Выпуск № 12 | 1939 (74)

Прим. 17

Прим. 18

Последнее проведение «темы ашуга» в мощном fortissimo на полном tutti, синтезирующем все предшествующие тембровые окраски темы, является несомненно не только динамической кульминацией всей «Поэмы», но и идейно-смысловой ее кульминацией (высшая точка напряжения в волнующем, темпераментном выступлении народного певца).

Небольшая реприза в очень сокращенном плане повторяет материал экспозиции. Как и в начале главной партии, вступает мерное pizzicato струнных, подготавливающее появление танцевальной темы. Но вместо танца сразу же возникает хорошо знакомая тема-сигнал, которая так же быстро уступает место «теме ликования». Последняя дается в усиленном, более звучном изложении (валторны раструбами кверху), в новой, более светлой тональности (C-dur).

Большая связка, построенная на сигнальной теме главной партии, снова воскрешает в сознании слушателя картины суровой эпической силы. По аналогии с экспозицией кажется, что должна вступить побочная тема. Однако вместо чувственно-лиричной «темы ашуга», исчерпывающе использованной в разработке, возникает величественно строгая и в то же время глубоко человечная тема заключительного хора. Ее предваряет речитативная «тема-призыв», в последний раз приковывающая внимание слушателей, словно зычный клич глашатая.

Как просторная водная гладь после бурных горных потоков, разливается широкая мелодия хора, полная света и благородного оптимизма.

Материал репризы, таким образом, весьма существенно отличается от экспозиции. Вместо побочной партии — звучит широкая кода, построенная на новом материале, лишь однажды прозвучавшем во вступлении. Вместо индивидуальных излияний народного певца — мощный гимн хора, воплощающий чувства огромного человеческого коллектива.

Соответствует ли «Поэма о Сталине» Хачатуряна той ответственнейшей теме, которую избрал композитор? Мы ответим на этот вопрос утвердительно.
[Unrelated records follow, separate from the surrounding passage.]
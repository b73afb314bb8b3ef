use std::fmt;
use std::str::FromStr;

use serde::{Deserialize, Serialize};

/// Interface language. Persisted in local storage under the `lang` key; the
/// first visit falls back to the browser language.
#[derive(Clone, Copy, Debug, Default, PartialEq, Eq, Serialize, Deserialize)]
#[serde(rename_all = "lowercase")]
pub enum Lang {
    #[default]
    En,
    Ru,
}

impl Lang {
    pub fn toggled(self) -> Lang {
        match self {
            Lang::En => Lang::Ru,
            Lang::Ru => Lang::En,
        }
    }

    /// Maps a BCP 47 tag from `navigator.language` to a supported language.
    pub fn from_browser(tag: &str) -> Lang {
        let primary = tag.split(['-', '_']).next().unwrap_or_default();
        if primary.eq_ignore_ascii_case("ru") {
            Lang::Ru
        } else {
            Lang::En
        }
    }

    pub fn as_str(self) -> &'static str {
        match self {
            Lang::En => "en",
            Lang::Ru => "ru",
        }
    }
}

impl fmt::Display for Lang {
    fn fmt(&self, f: &mut fmt::Formatter<'_>) -> fmt::Result {
        f.write_str(self.as_str())
    }
}

impl FromStr for Lang {
    type Err = ();

    fn from_str(s: &str) -> Result<Self, Self::Err> {
        match s {
            "ru" => Ok(Lang::Ru),
            "en" => Ok(Lang::En),
            _ => Err(()),
        }
    }
}

/// A static bilingual string pair.
#[derive(Clone, Copy, Debug, PartialEq, Eq)]
pub struct Tr {
    pub en: &'static str,
    pub ru: &'static str,
}

impl Tr {
    pub const fn new(en: &'static str, ru: &'static str) -> Tr {
        Tr { en, ru }
    }

    pub fn get(&self, lang: Lang) -> &'static str {
        match lang {
            Lang::En => self.en,
            Lang::Ru => self.ru,
        }
    }
}

/// Picks one of two static strings by language. Mirrors how every label in
/// the UI is written: the English and Russian variants side by side at the
/// call site.
pub fn t(lang: Lang, en: &'static str, ru: &'static str) -> &'static str {
    match lang {
        Lang::En => en,
        Lang::Ru => ru,
    }
}

#[cfg(test)]
mod tests {
    use super::*;

    #[test]
    fn browser_tag_resolution() {
        assert_eq!(Lang::from_browser("ru"), Lang::Ru);
        assert_eq!(Lang::from_browser("ru-RU"), Lang::Ru);
        assert_eq!(Lang::from_browser("RU_ru"), Lang::Ru);
        assert_eq!(Lang::from_browser("en-US"), Lang::En);
        assert_eq!(Lang::from_browser("de"), Lang::En);
        assert_eq!(Lang::from_browser(""), Lang::En);
    }

    #[test]
    fn storage_round_trip() {
        for lang in [Lang::En, Lang::Ru] {
            assert_eq!(lang.to_string().parse::<Lang>(), Ok(lang));
        }
        assert!("fr".parse::<Lang>().is_err());
    }

    #[test]
    fn pair_lookup() {
        let pair = Tr::new("Author", "Автор");
        assert_eq!(pair.get(Lang::En), "Author");
        assert_eq!(pair.get(Lang::Ru), "Автор");
        assert_eq!(t(Lang::Ru, "Projects", "Проекты"), "Проекты");
    }
}
use gloo_net::http::Request;
use gloo_timers::future::TimeoutFuture;
use leptos::prelude::*;
use leptos::task::spawn_local;

use crate::i18n::{t, Lang};
use crate::loader::{self, LoadError, LoadedResource, ResourceCache, RetryPolicy, RETRY_DELAY_MS};

use super::notify::Notifier;
use super::track::Platform;

/// Download-once resource cache. Bytes and element URLs are shared between
/// the galleries, the viewer and the download buttons.
#[derive(Clone, Copy)]
pub struct Resources {
    cache: StoredValue<ResourceCache>,
    notifier: Notifier,
    platform: Platform,
    lang: RwSignal<Lang>,
}

impl Resources {
    pub fn new(notifier: Notifier, platform: Platform, lang: RwSignal<Lang>) -> Resources {
        Resources {
            cache: StoredValue::new(ResourceCache::default()),
            notifier,
            platform,
            lang,
        }
    }

    pub fn cached_url(&self, path: &str) -> Option<String> {
        self.cache.with_value(|c| c.url(path))
    }

    pub fn is_cached(&self, path: &str) -> bool {
        self.cache.with_value(|c| c.contains(path))
    }

    /// Fetches a file, retrying per `policy` with a fixed delay. Repeated
    /// requests for the same path are served from the cache. On final failure
    /// the user gets a toast and the error propagates to the caller.
    pub async fn load(self, path: String, policy: RetryPolicy) -> Result<LoadedResource, LoadError> {
        if let Some(hit) = self.cache.with_value(|c| c.get(&path).cloned()) {
            return Ok(hit);
        }

        let mut attempts = 0u32;
        loop {
            match fetch_bytes(&path).await {
                Ok(bytes) => {
                    let url = element_url(&path, &bytes, self.platform.webkit.get_untracked());
                    let resource = LoadedResource { bytes, url };
                    self.cache
                        .update_value(|c| c.insert(path.clone(), resource.clone()));
                    return Ok(resource);
                }
                Err(err) => {
                    attempts += 1;
                    log::debug!("download attempt {attempts} failed for {path}: {err}");
                    if !policy.allows(attempts) {
                        log::warn!("giving up on {path} after {attempts} attempts");
                        let name = loader::file_name(&path).to_string();
                        let lang = self.lang.get_untracked();
                        self.notifier.notify(
                            format!(
                                "{}: {name}",
                                t(lang, "Failed to load file", "Не удалось загрузить файл")
                            ),
                            5000,
                        );
                        return Err(LoadError::Failed(name));
                    }
                    TimeoutFuture::new(RETRY_DELAY_MS as u32).await;
                }
            }
        }
    }
}

async fn fetch_bytes(path: &str) -> Result<Vec<u8>, gloo_net::Error> {
    let response = Request::get(path).send().await?;
    if !response.ok() {
        return Err(gloo_net::Error::GlooError(format!(
            "HTTP {} for {path}",
            response.status()
        )));
    }
    response.binary().await
}

/// URL usable as an element source. Media on WebKit gets a data URL because
/// object URLs for media elements misbehave there.
fn element_url(path: &str, bytes: &[u8], webkit: bool) -> String {
    if loader::is_media(path) && webkit {
        data_url(path, bytes)
    } else {
        object_url(path, bytes).unwrap_or_else(|| data_url(path, bytes))
    }
}

fn object_url(path: &str, bytes: &[u8]) -> Option<String> {
    let parts = js_sys::Array::new();
    parts.push(&js_sys::Uint8Array::from(bytes).buffer());
    let options = web_sys::BlobPropertyBag::new();
    options.set_type(loader::mime_type(path));
    let blob = web_sys::Blob::new_with_buffer_source_sequence_and_options(&parts, &options).ok()?;
    web_sys::Url::create_object_url_with_blob(&blob).ok()
}

fn data_url(path: &str, bytes: &[u8]) -> String {
    // btoa takes a latin-1 string where every char is one byte.
    let binary: String = bytes.iter().map(|b| *b as char).collect();
    let encoded = web_sys::window()
        .and_then(|w| w.btoa(&binary).ok())
        .unwrap_or_default();
    format!("data:{};base64,{encoded}", loader::mime_type(path))
}

/// An image that resolves through the resource cache, showing a shimmer until
/// the bytes arrive. Project media retries until it loads.
#[component]
pub fn MediaImage(
    path: String,
    #[prop(optional, into)] class: String,
    #[prop(optional, into)] alt: String,
    #[prop(optional)] contain: bool,
) -> impl IntoView {
    let resources = expect_context::<Resources>();
    let src = RwSignal::new(None::<String>);

    let started = StoredValue::new(false);
    Effect::new(move |_| {
        if started.get_value() {
            return;
        }
        started.set_value(true);
        let path = path.clone();
        spawn_local(async move {
            if let Ok(resource) = resources.load(path, RetryPolicy::UNBOUNDED).await {
                src.set(Some(resource.url));
            }
        });
    });

    let img_class = if contain {
        "h-full w-full object-contain"
    } else {
        "h-full w-full object-cover"
    };

    view! {
        <div class=format!("relative overflow-hidden {class}")>
            <Show when=move || src.get().is_none()>
                <div class="absolute inset-0 animate-pulse bg-gray-700"></div>
            </Show>
            {move || {
                let alt = alt.clone();
                src.get().map(|url| view! { <img src=url alt=alt class=img_class /> })
            }}
        </div>
    }
}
Нам кажется при этом, что путь, намеченный Хачатуряном, весьма поучителен.

 

Композитора не увлекла «стихия» трескуче-фанфарного торжественного восторга, свойственного некоторым юбилейным кантатам и увертюрам. Он не пошел и по пути сугубо изобразительной, детально расшифрованной программности. Но пьеса его несомненно программна. Она представляется нам большой красочной импровизацией на темы нового народного эпоса, посвященного Сталину. В «Поэме» Хачатуряна мы находим те же художественно-поэтические признаки, какие пленяют нас во многих народных стихах и песнях, обращенных к вождю.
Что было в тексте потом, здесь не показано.